### Task prompt
What lines in the records below include the word "ResolveRequest"? Return each one.

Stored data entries
● ● ● ●
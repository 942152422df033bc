//! Resolution Ports
//!
//! The value-resolver contract. An adapter outside the engine decides how
//! theme paths and imported symbols map to output expressions; the engine
//! treats what it returns as opaque printable source.

use serde::{Deserialize, Serialize};

use crate::shared::models::{ExprValue, ImportSpec};

mod recognizer;

pub use recognizer::{RecognizeContext, Recognizer};

/// What the engine asks the adapter to resolve
#[derive(Debug, Clone, PartialEq, Eq, Hash, Serialize, Deserialize)]
#[serde(rename_all = "camelCase", tag = "kind")]
pub enum ResolveRequest {
    /// `props.theme.colors.primary` → path `colors.primary`
    ThemePath { path: String },
    /// `color("primary")` where `color` is imported
    #[serde(rename_all = "camelCase")]
    ImportedCall {
        local_name: String,
        imported_name: String,
        source_module: String,
        argument: String,
    },
    /// `tokens.space.md` where `tokens` is imported
    #[serde(rename_all = "camelCase")]
    ImportedValue {
        local_name: String,
        imported_name: String,
        source_module: String,
        path: Vec<String>,
    },
}

/// Adapter answer: output expression source plus the imports it needs
#[derive(Debug, Clone, PartialEq, Eq, Serialize, Deserialize)]
#[serde(rename_all = "camelCase")]
pub struct ResolvedExpr {
    pub expr_source: String,
    #[serde(default)]
    pub imports: Vec<ImportSpec>,
}

impl ResolvedExpr {
    pub fn new(expr_source: impl Into<String>) -> Self {
        Self {
            expr_source: expr_source.into(),
            imports: Vec::new(),
        }
    }

    pub fn with_import(mut self, import: ImportSpec) -> Self {
        self.imports.push(import);
        self
    }

    pub fn into_expr_value(self) -> ExprValue {
        ExprValue::new(self.expr_source).with_imports(self.imports)
    }
}

/// Value resolver contract
///
/// Calls are synchronous pure queries. Implementations are shared across
/// files converted in parallel, hence `Send + Sync`.
pub trait ValueResolver: Send + Sync {
    fn resolve_value(&self, request: &ResolveRequest) -> Option<ResolvedExpr>;
}

impl<T: ValueResolver + ?Sized> ValueResolver for &T {
    fn resolve_value(&self, request: &ResolveRequest) -> Option<ResolvedExpr> {
        (**self).resolve_value(request)
    }
}

impl<T: ValueResolver + ?Sized> ValueResolver for Box<T> {
    fn resolve_value(&self, request: &ResolveRequest) -> Option<ResolvedExpr> {
        (**self).resolve_value(request)
    }
}

/// Resolver that knows nothing; every lookup misses
#[derive(Debug, Default, Clone, Copy)]
pub struct NoopResolver;

impl ValueResolver for NoopResolver {
    fn resolve_value(&self, _request: &ResolveRequest) -> Option<ResolvedExpr> {
        None
    }
}
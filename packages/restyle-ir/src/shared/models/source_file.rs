//! File-level input: the declarations of one component file plus the import
//! and mutation facts the resolver needs.

use serde::{Deserialize, Serialize};

use super::declaration::StyledDeclaration;

/// One import binding visible in the file.
///
/// `imported` is `"default"` for default imports and `"*"` for namespace imports.
#[derive(Debug, Clone, PartialEq, Eq, Hash, Serialize, Deserialize)]
pub struct ImportBinding {
    pub local: String,
    pub imported: String,
    pub source: String,
}

impl ImportBinding {
    pub fn named(local: impl Into<String>, source: impl Into<String>) -> Self {
        let local = local.into();
        Self {
            imported: local.clone(),
            local,
            source: source.into(),
        }
    }

    pub fn aliased(
        local: impl Into<String>,
        imported: impl Into<String>,
        source: impl Into<String>,
    ) -> Self {
        Self {
            local: local.into(),
            imported: imported.into(),
            source: source.into(),
        }
    }

    pub fn is_namespace(&self) -> bool {
        self.imported == "*"
    }
}

/// Import the generated code needs: `import { importedName } from "sourceModule"`
#[derive(Debug, Clone, PartialEq, Eq, Hash, Serialize, Deserialize)]
#[serde(rename_all = "camelCase")]
pub struct ImportSpec {
    pub imported_name: String,
    pub source_module: String,
}

impl ImportSpec {
    pub fn new(imported_name: impl Into<String>, source_module: impl Into<String>) -> Self {
        Self {
            imported_name: imported_name.into(),
            source_module: source_module.into(),
        }
    }
}

/// Everything the engine receives for one file
#[derive(Debug, Clone, Default, Serialize, Deserialize)]
pub struct SourceFile {
    pub path: String,
    pub declarations: Vec<StyledDeclaration>,
    #[serde(default)]
    pub imports: Vec<ImportBinding>,
    /// Local bindings the front end saw assigned or property-mutated in this file
    #[serde(default)]
    pub mutated_bindings: Vec<String>,
}

impl SourceFile {
    pub fn new(path: impl Into<String>) -> Self {
        Self {
            path: path.into(),
            ..Self::default()
        }
    }

    pub fn with_declaration(mut self, declaration: StyledDeclaration) -> Self {
        self.declarations.push(declaration);
        self
    }

    pub fn with_import(mut self, import: ImportBinding) -> Self {
        self.imports.push(import);
        self
    }

    pub fn with_mutated_binding(mut self, local: impl Into<String>) -> Self {
        self.mutated_bindings.push(local.into());
        self
    }

    pub fn import_for(&self, local: &str) -> Option<&ImportBinding> {
        self.imports.iter().find(|import| import.local == local)
    }

    pub fn declaration(&self, local_name: &str) -> Option<&StyledDeclaration> {
        self.declarations
            .iter()
            .find(|decl| decl.local_name == local_name)
    }

    pub fn is_mutated(&self, local: &str) -> bool {
        self.mutated_bindings.iter().any(|m| m == local)
    }

    /// Load a file description produced by a front end running elsewhere
    pub fn from_json(json: &str) -> crate::errors::Result<Self> {
        Ok(serde_json::from_str(json)?)
    }
}
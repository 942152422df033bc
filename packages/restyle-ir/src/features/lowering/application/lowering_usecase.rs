//! Lowering UseCase

use crate::features::lowering::application::RuleLoweringEngine;
use crate::features::lowering::domain::{ConversionResult, LowerResult, LoweredFile};
use crate::shared::models::SourceFile;

/// Lowering UseCase Trait
pub trait LoweringUseCase: Send + Sync {
    /// Lower every declaration of `file`, or bail the whole file
    fn lower_file(&self, file: &SourceFile) -> LowerResult<LoweredFile>;

    /// Same as `lower_file`, with the bail folded into a report
    fn convert_file(&self, file: &SourceFile) -> ConversionResult;
}

impl LoweringUseCase for RuleLoweringEngine {
    fn lower_file(&self, file: &SourceFile) -> LowerResult<LoweredFile> {
        RuleLoweringEngine::lower_file(self, file)
    }

    fn convert_file(&self, file: &SourceFile) -> ConversionResult {
        RuleLoweringEngine::convert_file(self, file)
    }
}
● ● ● ●
### Answer to this task
pub enum ResolveRequest {
    fn resolve_value(&self, request: &ResolveRequest) -> Option<ResolvedExpr>;
    fn resolve_value(&self, request: &ResolveRequest) -> Option<ResolvedExpr> {
    fn resolve_value(&self, request: &ResolveRequest) -> Option<ResolvedExpr> {
    fn resolve_value(&self, _request: &ResolveRequest) -> Option<ResolvedExpr> {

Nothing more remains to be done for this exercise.